Cemetery in Uzhgorod and memorial in Nyiregyhaza vandalized in separate incidents

Headstones at a Jewish cemetery in Ukraine and a Holocaust memorial monument in Hungary were destroyed in suspected anti-Semitic vandalism.

Ukrainian Police received a report of the vandalism at the Jewish cemetery of Uzhgorod in the country’s west earlier this week, the news site transkarpathianews.net reported.

Unidentified individuals smashed 19 headstones at the cemetery sometime between July 28 and August 1, according to police, who urged anyone with information on the incident to assist with their investigation.

Separately, vandals in the northeastern Hungarian city of Nyiregyhaza are believed to have dislodged and smashed a large stone slab that served as a memorial for the local Jewish population that was murdered in the Holocaust, the news site szon.hu reported on Tuesday.

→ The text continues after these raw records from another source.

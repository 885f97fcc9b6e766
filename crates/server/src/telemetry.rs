//! Tracing subscriber setup

use fairq_adapters::config::LoggingConfig;
use tracing_subscriber::EnvFilter;

/// Install the global subscriber. `RUST_LOG` takes precedence over the
/// configured level.
pub fn init_tracing(config: &LoggingConfig) -> anyhow::Result<()> {
    let filter = EnvFilter::try_from_default_env()
        .or_else(|_| EnvFilter::try_new(&config.level))?;

    let builder = tracing_subscriber::fmt()
        .with_env_filter(filter)
        .with_target(false);

    if config.is_json() {
        builder
            .json()
            .try_init()
            .map_err(|e| anyhow::anyhow!("Failed to install tracing subscriber: {e}"))
    } else {
        builder
            .try_init()
            .map_err(|e| anyhow::anyhow!("Failed to install tracing subscriber: {e}"))
    }
}
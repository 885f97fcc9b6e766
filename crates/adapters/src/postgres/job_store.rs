//! PostgreSQL Job Store
//!
//! Reference job table for the fairness layer. Runs the rendered candidate
//! query and claims the first candidate whose guarded update succeeds.

use async_trait::async_trait;
use fairq_core::{
    CandidateQuery, ClaimedJob, JobId, QueueScope, StoreCapabilities, TenantKey, WorkerName,
};
use fairq_ports::{JobStore, JobStoreError, TenantCountRow};
use sqlx::postgres::PgArguments;
use sqlx::query::Query;
use sqlx::{PgPool, Postgres, Row};
use tracing::{debug, info};

use crate::sql::{FairSqlBuilder, JobTable, SqlDialect, SqlStatement, SqlValue, TableName};

/// PostgreSQL-backed job store
#[derive(Debug, Clone)]
pub struct PostgreSqlJobStore {
    pool: PgPool,
    builder: FairSqlBuilder,
}

impl PostgreSqlJobStore {
    pub fn new(pool: PgPool, jobs: TableName, ranks: TableName) -> Self {
        Self {
            pool,
            builder: FairSqlBuilder::new(SqlDialect::Postgres, JobTable::new(jobs), ranks),
        }
    }

    fn table(&self) -> &TableName {
        &self.builder.jobs().name
    }

    /// Create the job table with the fair key column and its indexes
    pub async fn init_schema(&self) -> Result<(), JobStoreError> {
        info!(table = %self.table(), "Initializing job schema");

        sqlx::query(&format!(
            r#"
            CREATE TABLE IF NOT EXISTS {table} (
                id BIGSERIAL PRIMARY KEY,
                fair_key TEXT NOT NULL,
                queue TEXT,
                priority INTEGER NOT NULL DEFAULT 0,
                attempts INTEGER NOT NULL DEFAULT 0,
                handler TEXT NOT NULL DEFAULT '',
                run_at TIMESTAMPTZ NOT NULL DEFAULT now(),
                locked_at TIMESTAMPTZ,
                locked_by TEXT,
                failed_at TIMESTAMPTZ,
                last_error TEXT,
                created_at TIMESTAMPTZ NOT NULL DEFAULT now()
            )
            "#,
            table = self.table()
        ))
        .execute(&self.pool)
        .await
        .map_err(|e| JobStoreError::Database(format!("Failed to create job table: {}", e)))?;

        let index_name = self.table().as_str().replace('.', "_");
        let index_queries = vec![
            format!(
                "CREATE INDEX IF NOT EXISTS idx_{index}_fair_key ON {table}(fair_key)",
                index = index_name,
                table = self.table()
            ),
            format!(
                "CREATE INDEX IF NOT EXISTS idx_{index}_ready ON {table}(priority, run_at) WHERE locked_at IS NULL AND failed_at IS NULL",
                index = index_name,
                table = self.table()
            ),
        ];

        for query in index_queries {
            sqlx::query(&query)
                .execute(&self.pool)
                .await
                .map_err(|e| JobStoreError::Database(format!("Failed to create index: {}", e)))?;
        }

        info!(table = %self.table(), "Job schema initialized");
        Ok(())
    }

    /// Insert a runnable job
    pub async fn enqueue(
        &self,
        tenant_key: &TenantKey,
        queue: Option<&str>,
        priority: i32,
    ) -> Result<JobId, JobStoreError> {
        let id: i64 = sqlx::query_scalar(&format!(
            "INSERT INTO {table} (fair_key, queue, priority) VALUES ($1, $2, $3) RETURNING id",
            table = self.table()
        ))
        .bind(tenant_key.as_str())
        .bind(queue)
        .bind(priority)
        .fetch_one(&self.pool)
        .await
        .map_err(|e| JobStoreError::Database(format!("Failed to enqueue job: {}", e)))?;

        Ok(JobId(id))
    }

    /// Remove a finished job
    pub async fn complete(&self, id: JobId) -> Result<(), JobStoreError> {
        sqlx::query(&format!("DELETE FROM {table} WHERE id = $1", table = self.table()))
            .bind(id.0)
            .execute(&self.pool)
            .await
            .map_err(|e| JobStoreError::Database(format!("Failed to complete job: {}", e)))?;
        Ok(())
    }

    async fn try_lock(
        &self,
        id: i64,
        worker: &WorkerName,
    ) -> Result<Option<ClaimedJob>, JobStoreError> {
        let row = sqlx::query(&format!(
            r#"UPDATE {table}
               SET locked_at = now(), locked_by = $1
               WHERE id = $2 AND locked_at IS NULL AND failed_at IS NULL
               RETURNING id, fair_key, queue, priority"#,
            table = self.table()
        ))
        .bind(worker.as_str())
        .bind(id)
        .fetch_optional(&self.pool)
        .await
        .map_err(|e| JobStoreError::Database(format!("Failed to lock job {}: {}", id, e)))?;

        let Some(row) = row else {
            return Ok(None);
        };

        Ok(Some(ClaimedJob {
            id: JobId(row.get("id")),
            tenant_key: row.get("fair_key"),
            queue: row.get("queue"),
            priority: row.get("priority"),
            locked_by: worker.clone(),
        }))
    }
}

fn bind_values<'q>(
    mut query: Query<'q, Postgres, PgArguments>,
    binds: &'q [SqlValue],
) -> Query<'q, Postgres, PgArguments> {
    for value in binds {
        query = match value {
            SqlValue::Int(v) => query.bind(*v),
            SqlValue::Text(v) => query.bind(v.as_str()),
        };
    }
    query
}

#[async_trait]
impl JobStore for PostgreSqlJobStore {
    fn engine(&self) -> &str {
        "postgres"
    }

    fn capabilities(&self) -> StoreCapabilities {
        self.builder.dialect().capabilities()
    }

    async fn tenant_counts(
        &self,
        scope: &QueueScope,
    ) -> Result<Vec<TenantCountRow>, JobStoreError> {
        let SqlStatement { sql, binds } = self.builder.tenant_counts(scope);

        let rows = bind_values(sqlx::query(&sql), &binds)
            .fetch_all(&self.pool)
            .await
            .map_err(|e| JobStoreError::Database(format!("Failed to count tenant jobs: {}", e)))?;

        debug!(tenants = rows.len(), "Fetched tenant job counts");

        Ok(rows
            .into_iter()
            .map(|row| TenantCountRow {
                tenant_key: row.get("tenant_key"),
                busy: row.get("busy"),
                waiting: row.get("waiting"),
            })
            .collect())
    }

    async fn claim(
        &self,
        query: &CandidateQuery,
        worker: &WorkerName,
    ) -> Result<Option<ClaimedJob>, JobStoreError> {
        let SqlStatement { sql, binds } = self
            .builder
            .candidates(query)
            .map_err(|e| JobStoreError::Unsupported(e.to_string()))?;

        let candidates: Vec<i64> = bind_values(sqlx::query(&sql), &binds)
            .fetch_all(&self.pool)
            .await
            .map_err(|e| JobStoreError::Database(format!("Failed to select candidates: {}", e)))?
            .iter()
            .map(|row| row.get(0))
            .collect();

        debug!(candidates = candidates.len(), fair = query.is_fair(), "Selected claim candidates");

        // Another worker may win any candidate between select and update;
        // move on to the next one.
        for id in candidates {
            if let Some(job) = self.try_lock(id, worker).await? {
                debug!(job_id = %job.id, tenant = %job.tenant_key, worker = %worker, "Claimed job");
                return Ok(Some(job));
            }
        }

        Ok(None)
    }
}
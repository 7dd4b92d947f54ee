use super::entry::MediaKind;
use crate::error::AppError;
use crate::state::AppState;
use crate::utils::common::mime_for_path;
use crate::utils::path::resolve_path;
use axum::{
    body::Body,
    extract::{Query, State},
    http::header,
    response::{IntoResponse, Response},
};
use serde::Deserialize;
use std::path::Path;
use std::sync::Arc;
use tokio::fs;
use tokio_util::io::ReaderStream;

#[derive(Deserialize)]
pub struct FileParams {
    path: Option<String>,
}

/// Preview payload for a single file. Media is passed through untouched;
/// text is decoded before it leaves the service.
#[derive(Debug)]
pub enum Preview {
    Media {
        bytes: Vec<u8>,
        content_type: &'static str,
    },
    Text(String),
}

/// Classify by extension and load the preview content. Classification
/// trusts the extension completely: the bytes are never sniffed, so a
/// renamed file is served under whatever type its name claims.
pub async fn load_preview(path: &Path) -> Result<Preview, AppError> {
    let metadata = fs::metadata(path)
        .await
        .map_err(|_| AppError::NotFound("file does not exist".to_string()))?;
    if metadata.is_dir() {
        return Err(AppError::InvalidRequest(
            "cannot view a directory".to_string(),
        ));
    }

    let name = path.file_name().unwrap_or_default().to_string_lossy();
    match MediaKind::for_file(&name) {
        MediaKind::Image | MediaKind::Video => {
            let bytes = fs::read(path)
                .await
                .map_err(|e| AppError::UnreadableFile(e.to_string()))?;
            Ok(Preview::Media {
                bytes,
                content_type: mime_for_path(path),
            })
        }
        MediaKind::Text => {
            let bytes = fs::read(path)
                .await
                .map_err(|e| AppError::UnreadableFile(e.to_string()))?;
            decode_text(&bytes).map(Preview::Text)
        }
        _ => Err(AppError::UnsupportedPreview),
    }
}

/// UTF-8 first, GBK as the regional fallback. Bytes valid in neither
/// encoding are an error, not replacement characters.
fn decode_text(bytes: &[u8]) -> Result<String, AppError> {
    if let Ok(s) = std::str::from_utf8(bytes) {
        return Ok(s.to_string());
    }
    let (decoded, _, had_errors) = encoding_rs::GBK.decode(bytes);
    if had_errors {
        return Err(AppError::UnreadableFile(
            "content is neither UTF-8 nor GBK".to_string(),
        ));
    }
    Ok(decoded.into_owned())
}

pub async fn view_file(
    State(state): State<Arc<AppState>>,
    Query(params): Query<FileParams>,
) -> Result<Response, AppError> {
    let raw = match params.path.as_deref() {
        Some(p) if !p.is_empty() => p,
        _ => return Err(AppError::NotFound("file does not exist".to_string())),
    };
    let path = resolve_path(&state.config.root_dir, Some(raw))?;

    match load_preview(&path).await? {
        Preview::Media {
            bytes,
            content_type,
        } => Ok(([(header::CONTENT_TYPE, content_type)], bytes).into_response()),
        Preview::Text(content) => Ok((
            [(header::CONTENT_TYPE, "text/plain; charset=utf-8")],
            content,
        )
            .into_response()),
    }
}

/// Extension-agnostic attachment stream: any file downloads, only
/// directories are refused.
pub async fn download_file(
    State(state): State<Arc<AppState>>,
    Query(params): Query<FileParams>,
) -> Result<Response, AppError> {
    let raw = match params.path.as_deref() {
        Some(p) if !p.is_empty() => p,
        _ => return Err(AppError::NotFound("file does not exist".to_string())),
    };
    let path = resolve_path(&state.config.root_dir, Some(raw))?;

    let file = match fs::File::open(&path).await {
        Ok(f) => f,
        Err(e) if e.kind() == std::io::ErrorKind::NotFound => {
            return Err(AppError::NotFound("file does not exist".to_string()))
        }
        Err(e) => return Err(e.into()),
    };
    let metadata = file.metadata().await?;
    if metadata.is_dir() {
        return Err(AppError::InvalidRequest(
            "cannot download a directory".to_string(),
        ));
    }

    let filename = path
        .file_name()
        .unwrap_or_default()
        .to_string_lossy()
        .to_string();
    let headers = [
        (header::CONTENT_TYPE, mime_for_path(&path).to_string()),
        (header::CONTENT_LENGTH, metadata.len().to_string()),
        (
            header::CONTENT_DISPOSITION,
            format!("attachment; filename=\"{}\"", filename),
        ),
    ];

    let body = Body::from_stream(ReaderStream::new(file));
    Ok((headers, body).into_response())
}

The monument, located at a central park on Dob Street, was placed there in 2004. The stone slab could have collapsed under its own weight, the news site reported, but the local police department said in a statement that there is cause to suspect vandalism.

Nyiregyhaza had a Jewish population of 5,000 in 1944, when local fascists and Nazis began deporting the country’s Jews to the Auschwitz extermination camp. Deportations began in May and ran through the beginning of June. Survivors are estimated at 600 to 800, according to the United States Holocaust Memorial Museum.

In 2012, the Council of Europe adopted a non-binding resolution placing responsibility for the care of Jewish cemeteries on national governments. The resolution was based in part on a report that said Jewish cemeteries are “probably” more vulnerable because of the small size of the communities.

In addition to dozens of cemeteries vandalized in recent years, the report also noted instances of cemeteries in Eastern Europe that have been turned into “residential areas, public gardens, leisure parks, army grounds and storage sites; some have been turned into lakes.”